John Kelly’s Plan to Control Trump Is to Treat Him Like the President

Chief of Staff John Kelly. Photo: Drew Angerer/Getty Images

For months, those closest to President Trump tried to keep him happy by giving him everything he wanted. He was complimented often, presented with information in the style he prefers — brief, with lots of pictures, charts and “killer graphics” — and was allowed to move at his own frenetic, disorganized pace. Trump’s reputation for having a short attention span and fondness for flattery spread quickly around the world and in May, as he embarked on his first international trip, foreign governments handled him as they might a sleep-deprived toddler.

Along with brevity, the president prefers breadth. He has an open-door policy at the Oval Office and welcomes the opinions of every old friend who happens to have his cell-phone number. He’ll also skim any printout slipped onto his desk, but he prefers those that pump up his ego.

Now, a month into his tenure as chief of staff, John Kelly is trying to change all that. Hired with the mandate to bring order to the chaotic West Wing, Kelly is orchestrating a change in the way Trump receives information, Politico reports. Along with two of his aides, Kelly is vetting the documents that are put in front of Trump’s eyes. No more one-sided attempts to persuade him. No more fake news. No more backbiting played out through printed-out news stories on the Oval Office desk.

The new system, laid out in two memos co-authored by Kelly and Porter and distributed to Cabinet members and White House staffers in recent days, is designed to ensure that the president won’t see any external policy documents, internal policy memos, agency reports, and even news articles that haven’t been vetted.

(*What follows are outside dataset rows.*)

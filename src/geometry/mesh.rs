// SPDX-License-Identifier: Apache-2.0
// Copyright (c) 2025 Polyframe Inc.

//! Mesh representation and utilities

use super::BoundingBox;
use crate::error::{MeshBoolError, Result};
use ahash::AHashMap;
use nalgebra::{Point3, Vector3};
use serde::{Deserialize, Serialize};

/// Vertex with position and normal
#[derive(Debug, Clone, Copy, PartialEq, Serialize, Deserialize)]
pub struct Vertex {
    pub position: Point3<f64>,
    pub normal: Vector3<f64>,
}

impl Vertex {
    pub fn new(position: Point3<f64>, normal: Vector3<f64>) -> Self {
        Self { position, normal }
    }

    /// Vertex with a placeholder normal, to be replaced by `recompute_normals`
    pub fn at(position: Point3<f64>) -> Self {
        Self::new(position, Vector3::z())
    }
}

/// Triangle defined by three vertex indices
#[derive(Debug, Clone, Copy, PartialEq, Eq, Hash, Serialize, Deserialize)]
pub struct Triangle {
    pub indices: [usize; 3],
}

impl Triangle {
    pub fn new(indices: [usize; 3]) -> Self {
        Self { indices }
    }

    pub fn is_degenerate(&self) -> bool {
        let [a, b, c] = self.indices;
        a == b || b == c || a == c
    }
}

/// Triangular mesh
#[derive(Debug, Clone, Default, Serialize, Deserialize)]
pub struct Mesh {
    pub vertices: Vec<Vertex>,
    pub triangles: Vec<Triangle>,
}

impl Mesh {
    pub fn new() -> Self {
        Self {
            vertices: Vec::new(),
            triangles: Vec::new(),
        }
    }

    pub fn empty() -> Self {
        Self::new()
    }

    pub fn with_capacity(vertex_count: usize, triangle_count: usize) -> Self {
        Self {
            vertices: Vec::with_capacity(vertex_count),
            triangles: Vec::with_capacity(triangle_count),
        }
    }

    /// Build a mesh from raw positions and index triples, validating bounds
    /// and deriving vertex normals.
    pub fn from_parts(positions: Vec<Point3<f64>>, faces: Vec<[usize; 3]>) -> Result<Self> {
        let mut mesh = Self {
            vertices: positions.into_iter().map(Vertex::at).collect(),
            triangles: faces.into_iter().map(Triangle::new).collect(),
        };
        mesh.validate()?;
        mesh.recompute_normals();
        Ok(mesh)
    }

    /// Add a vertex and return its index
    pub fn add_vertex(&mut self, vertex: Vertex) -> usize {
        let index = self.vertices.len();
        self.vertices.push(vertex);
        index
    }

    pub fn add_triangle(&mut self, triangle: Triangle) {
        self.triangles.push(triangle);
    }

    /// Compute bounding box
    pub fn bounding_box(&self) -> BoundingBox {
        BoundingBox::from_vertices(&self.vertices)
    }

    /// Get vertex count
    pub fn vertex_count(&self) -> usize {
        self.vertices.len()
    }

    /// Get triangle count
    pub fn triangle_count(&self) -> usize {
        self.triangles.len()
    }

    pub fn is_empty(&self) -> bool {
        self.triangles.is_empty()
    }

    /// Positions of a triangle's corners
    pub fn corners(&self, triangle: &Triangle) -> [Point3<f64>; 3] {
        triangle.indices.map(|i| self.vertices[i].position)
    }

    /// Check that every face index addresses an existing vertex
    pub fn validate(&self) -> Result<()> {
        let count = self.vertices.len();
        for (face, triangle) in self.triangles.iter().enumerate() {
            if let Some(&bad) = triangle.indices.iter().find(|&&i| i >= count) {
                return Err(MeshBoolError::InvalidMesh(format!(
                    "face {} references vertex {} but mesh has {} vertices",
                    face, bad, count
                )));
            }
        }
        Ok(())
    }

    /// Merge with another mesh (simple union without CSG)
    pub fn merge(&mut self, other: &Mesh) {
        let offset = self.vertices.len();
        self.vertices.extend_from_slice(&other.vertices);

        for triangle in &other.triangles {
            self.triangles.push(Triangle::new([
                triangle.indices[0] + offset,
                triangle.indices[1] + offset,
                triangle.indices[2] + offset,
            ]));
        }
    }

    /// Weld vertices lying within `epsilon` of an earlier kept vertex.
    /// Positions are bucketed into `epsilon` cells and each lookup scans the
    /// 27 surrounding cells, so pairs straddling a cell border still merge.
    /// Triangles collapsing to a degenerate shape are dropped.
    /// Returns the number of vertices removed
    pub fn weld_vertices(&mut self, epsilon: f64) -> usize {
        if self.vertices.is_empty() {
            return 0;
        }

        let original_count = self.vertices.len();
        let inv = 1.0 / epsilon;
        let cell = |p: &Point3<f64>| {
            (
                (p.x * inv).floor() as i64,
                (p.y * inv).floor() as i64,
                (p.z * inv).floor() as i64,
            )
        };

        let mut cells: AHashMap<(i64, i64, i64), Vec<usize>> =
            AHashMap::with_capacity(original_count);
        let mut new_vertices: Vec<Vertex> = Vec::with_capacity(original_count);
        let mut new_indices: Vec<usize> = Vec::with_capacity(original_count);

        for vertex in &self.vertices {
            let (cx, cy, cz) = cell(&vertex.position);
            let neighbours = (-1..=1).flat_map(|dx| {
                (-1..=1).flat_map(move |dy| (-1..=1).map(move |dz| (cx + dx, cy + dy, cz + dz)))
            });
            let found = neighbours
                .filter_map(|key| cells.get(&key))
                .flatten()
                .copied()
                .find(|&kept| (new_vertices[kept].position - vertex.position).norm() <= epsilon);

            let index = match found {
                Some(kept) => kept,
                None => {
                    new_vertices.push(*vertex);
                    let kept = new_vertices.len() - 1;
                    cells.entry((cx, cy, cz)).or_default().push(kept);
                    kept
                }
            };
            new_indices.push(index);
        }

        for triangle in &mut self.triangles {
            triangle.indices = triangle.indices.map(|i| new_indices[i]);
        }
        self.triangles.retain(|t| !t.is_degenerate());
        self.vertices = new_vertices;

        original_count - self.vertices.len()
    }

    /// Remove degenerate triangles and exact duplicates (same indices, any rotation).
    /// Returns the number of triangles removed
    pub fn remove_duplicate_triangles(&mut self) -> usize {
        use std::collections::HashSet;

        let original_count = self.triangles.len();
        let mut seen: HashSet<[usize; 3]> = HashSet::with_capacity(original_count);

        self.triangles.retain(|triangle| {
            if triangle.is_degenerate() {
                return false;
            }
            // Rotate so the smallest index leads; keeps winding intact
            let [a, b, c] = triangle.indices;
            let key = if a <= b && a <= c {
                [a, b, c]
            } else if b <= a && b <= c {
                [b, c, a]
            } else {
                [c, a, b]
            };
            seen.insert(key)
        });

        original_count - self.triangles.len()
    }

    /// Remove orphaned vertices (vertices not referenced by any triangle)
    /// Returns the number of vertices removed
    pub fn remove_orphaned_vertices(&mut self) -> usize {
        if self.triangles.is_empty() {
            let removed = self.vertices.len();
            self.vertices.clear();
            return removed;
        }

        let mut used_vertices = vec![false; self.vertices.len()];
        for triangle in &self.triangles {
            for &i in &triangle.indices {
                used_vertices[i] = true;
            }
        }

        // old_index -> new_index
        let mut new_indices = vec![0; self.vertices.len()];
        let mut new_vertices = Vec::new();

        for (old_idx, &used) in used_vertices.iter().enumerate() {
            if used {
                new_indices[old_idx] = new_vertices.len();
                new_vertices.push(self.vertices[old_idx]);
            }
        }

        for triangle in &mut self.triangles {
            triangle.indices = triangle.indices.map(|i| new_indices[i]);
        }

        let removed = self.vertices.len() - new_vertices.len();
        self.vertices = new_vertices;
        removed
    }

    /// Recompute vertex normals from triangle geometry
    /// Face normals are area weighted and averaged at shared vertices
    pub fn recompute_normals(&mut self) {
        if self.vertices.is_empty() {
            return;
        }

        let mut normal_sums: Vec<Vector3<f64>> = vec![Vector3::zeros(); self.vertices.len()];

        for triangle in &self.triangles {
            let [p0, p1, p2] = self.corners(triangle);
            // Cross product length is twice the area, so this is already area weighted
            let face_normal = (p1 - p0).cross(&(p2 - p0));
            for &idx in &triangle.indices {
                normal_sums[idx] += face_normal;
            }
        }

        for (vertex, sum) in self.vertices.iter_mut().zip(normal_sums) {
            vertex.normal = sum.try_normalize(0.0).unwrap_or_else(Vector3::z);
        }
    }
}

The documents that are vetted will be compiled into something Kelly is calling a “decision memo,” which will lay out Trump’s options on different issues and present him with the upsides and downsides of each. If all of this sounds like a particularly sane way for Trump to make decisions, that’s because it’s the method previous presidents have used. Having tried to treat him like a child, Trump’s handlers are now treating him like an adult. Problem is, that method doesn’t lend itself to the anarchic style of decision-making Trump prefers.

White House aides note that the new system is likely to slow the policymaking process. Executive orders, dashed out in a matter of days at the outset of the administration, are now likely to go through weeks of review as they are circulated to policy advisers, lawyers, and the president’s legislative affairs team.

Those processes would no doubt result in fewer embarrassments, like the botched rollout of Trump’s travel ban, the ban on transgender servicemembers that was announced to the military’s surprise, and the complete lack of legislative success eight months into the Trump presidency.

But those problems are only avoided, and those successes only enjoyed, if Trump plays along, and those odds seem long. If he couldn’t help but get distracted by cable news and TV when his aides were presenting him with big pictures and “killer graphics,” how’s he going to stay focused on a “decision memo”?